The parrandas are often described as the Puerto Rican version of caroling but it’s an experience that doesn’t quite translate. There’s nothing hushed or calm about parrandas. These trullas navidenas, as they are also called, are all night traveling parties.
Here’s the way it works: a group of friends gather at a meeting point, usually after 10 pm, all with their own instruments (guitars, palitos, guiros, tamboriles, marracas, and more) and make their way to a missing friend’s house. They quietly assemble outside the front door and then start singing songs called aguinaldos navidenos. They’re rhythmic, they’re loud, and you don’t stop until the host opens the door (woken by the raucous) and invites the group in for food and drink.

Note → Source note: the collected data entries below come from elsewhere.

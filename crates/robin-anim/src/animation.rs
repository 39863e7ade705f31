//! 多轨动画
//!
//! 一个动画片段（clip）由八条轨道组成，每条轨道承载一种关键帧。
//! JSON 片段格式与制作工具导出一致：帧对象数组，按 `"Name"` 字段
//! 路由到对应轨道：
//!
//! ```json
//! [
//!   {"Name": "HeadAngleKeyFrame", "triggerTime_ms": 0, "durationTime_ms": 200,
//!    "angle_deg": -20, "angleVariability_deg": 0},
//!   {"Name": "RobotAudioKeyFrame", "triggerTime_ms": 33, "audioName": "chirp"}
//! ]
//! ```

use serde::de::DeserializeOwned;
use serde_json::Value;
use tracing::warn;

use crate::error::AnimError;
use crate::face::ProceduralFaceKeyFrame;
use crate::keyframe::{
    BackpackLightsKeyFrame, BodyMotionKeyFrame, EventKeyFrame, FaceImageKeyFrame,
    HeadAngleKeyFrame, KeyFrame, LiftHeightKeyFrame, RobotAudioKeyFrame,
};
use crate::track::Track;

/// 对所有轨道执行同一方法（等价于原生逐条展开）
macro_rules! all_tracks {
    ($self:ident, $method:ident, &&) => {
        $self.head.$method()
            && $self.lift.$method()
            && $self.body.$method()
            && $self.lights.$method()
            && $self.face_images.$method()
            && $self.faces.$method()
            && $self.audio.$method()
            && $self.events.$method()
    };
    ($self:ident, $method:ident, ||) => {
        $self.head.$method()
            || $self.lift.$method()
            || $self.body.$method()
            || $self.lights.$method()
            || $self.face_images.$method()
            || $self.faces.$method()
            || $self.audio.$method()
            || $self.events.$method()
    };
    ($self:ident, $method:ident) => {
        $self.head.$method();
        $self.lift.$method();
        $self.body.$method();
        $self.lights.$method();
        $self.face_images.$method();
        $self.faces.$method();
        $self.audio.$method();
        $self.events.$method();
    };
}

/// 一个动画片段
///
/// 轨道字段是公开的：流送端需要独立推进每条轨道的游标。
#[derive(Debug, Clone, Default)]
pub struct Animation {
    name: String,
    pub head: Track<HeadAngleKeyFrame>,
    pub lift: Track<LiftHeightKeyFrame>,
    pub body: Track<BodyMotionKeyFrame>,
    pub lights: Track<BackpackLightsKeyFrame>,
    pub face_images: Track<FaceImageKeyFrame>,
    pub faces: Track<ProceduralFaceKeyFrame>,
    pub audio: Track<RobotAudioKeyFrame>,
    pub events: Track<EventKeyFrame>,
}

impl Animation {
    pub fn new(name: impl Into<String>) -> Self {
        Self {
            name: name.into(),
            ..Default::default()
        }
    }

    pub fn name(&self) -> &str {
        &self.name
    }

    /// 从 JSON 帧数组定义动画
    ///
    /// 路由规则见模块文档。未识别的 `"Name"` 与缺字段都是硬错误：
    /// 资产问题必须在加载期暴露。
    pub fn from_json_value(name: &str, frames: &Value) -> Result<Self, AnimError> {
        let frames = frames.as_array().ok_or_else(|| AnimError::MissingField {
            clip: name.to_string(),
            index: 0,
            field: "(array of keyframes)",
        })?;

        let mut anim = Animation::new(name);

        for (index, frame) in frames.iter().enumerate() {
            let frame_name = frame
                .get("Name")
                .and_then(Value::as_str)
                .ok_or_else(|| AnimError::MissingField {
                    clip: name.to_string(),
                    index,
                    field: "Name",
                })?;

            match frame_name {
                "HeadAngleKeyFrame" => {
                    let kf = parse_frame(name, index, frame)?;
                    anim.head.add_keyframe(kf, name, index)?;
                },
                "LiftHeightKeyFrame" => {
                    let kf = parse_frame(name, index, frame)?;
                    anim.lift.add_keyframe(kf, name, index)?;
                },
                "BodyMotionKeyFrame" => {
                    let kf = parse_frame(name, index, frame)?;
                    anim.body.add_keyframe(kf, name, index)?;
                },
                "BackpackLightsKeyFrame" => {
                    let kf = parse_frame(name, index, frame)?;
                    anim.lights.add_keyframe(kf, name, index)?;
                },
                "FaceImageKeyFrame" => {
                    let kf = parse_frame(name, index, frame)?;
                    anim.face_images.add_keyframe(kf, name, index)?;
                },
                "ProceduralFaceKeyFrame" => {
                    let kf = parse_frame(name, index, frame)?;
                    anim.faces.add_keyframe(kf, name, index)?;
                },
                "RobotAudioKeyFrame" => {
                    let kf = parse_frame(name, index, frame)?;
                    anim.audio.add_keyframe(kf, name, index)?;
                },
                "EventKeyFrame" => {
                    let kf = parse_frame(name, index, frame)?;
                    anim.events.add_keyframe(kf, name, index)?;
                },
                other => {
                    return Err(AnimError::UnknownKeyFrameName {
                        clip: name.to_string(),
                        index,
                        name: other.to_string(),
                    });
                },
            }
        }

        if anim.is_empty() {
            // 合法但可疑：空片段会在流送端立即结束
            warn!(clip = name, "Loaded animation with no keyframes");
        }

        Ok(anim)
    }

    /// 重置所有轨道游标（动画开始/重播前调用）
    pub fn init(&mut self) {
        all_tracks!(self, rewind);
    }

    /// 所有轨道都为空
    pub fn is_empty(&self) -> bool {
        all_tracks!(self, is_empty, &&)
    }

    /// 任意轨道还有帧未流出
    pub fn has_frames_left(&self) -> bool {
        all_tracks!(self, has_frames_left, ||)
    }

    /// 片段总时长（毫秒）
    ///
    /// 取各轨道末帧的 触发时间 + 持续时间 的最大值。不带持续时间的
    /// 帧按触发时间计。
    pub fn duration_ms(&self) -> u32 {
        let mut duration = 0u32;
        if let Some(kf) = self.head.last() {
            duration = duration.max(kf.trigger_time_ms + kf.duration_ms as u32);
        }
        if let Some(kf) = self.lift.last() {
            duration = duration.max(kf.trigger_time_ms + kf.duration_ms as u32);
        }
        if let Some(kf) = self.body.last() {
            duration = duration.max(kf.trigger_time_ms + kf.duration_ms as u32);
        }
        if let Some(kf) = self.lights.last() {
            duration = duration.max(kf.trigger_time_ms + kf.duration_ms as u32);
        }
        if let Some(kf) = self.face_images.last() {
            duration = duration.max(kf.trigger_time_ms());
        }
        if let Some(kf) = self.faces.last() {
            duration = duration.max(kf.trigger_time_ms());
        }
        if let Some(kf) = self.audio.last() {
            duration = duration.max(kf.trigger_time_ms());
        }
        if let Some(kf) = self.events.last() {
            duration = duration.max(kf.trigger_time_ms());
        }
        duration
    }

    /// 总关键帧数（诊断展示用）
    pub fn keyframe_count(&self) -> usize {
        self.head.len()
            + self.lift.len()
            + self.body.len()
            + self.lights.len()
            + self.face_images.len()
            + self.faces.len()
            + self.audio.len()
            + self.events.len()
    }
}

fn parse_frame<T: DeserializeOwned>(clip: &str, index: usize, frame: &Value) -> Result<T, AnimError> {
    serde_json::from_value(frame.clone()).map_err(|source| AnimError::KeyFrameParse {
        clip: clip.to_string(),
        index,
        source,
    })
}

The party lasts for about an hour, long enough for snacks and for the host to change and join you – there are more friends to asaltar or surprise. The traveling crew moves from house to house, singing, snacking, and drinking until their final stop, usually around 3 or 4 am. There the host invites them in for a full meal, traditional asopao.
Asopao is like a chicken soup but so much more. It’s a thick, hearty mix of rice, root vegetables, and whatever protein you have in the fridge. More people at your door? Add water to the soup, the parties just starting.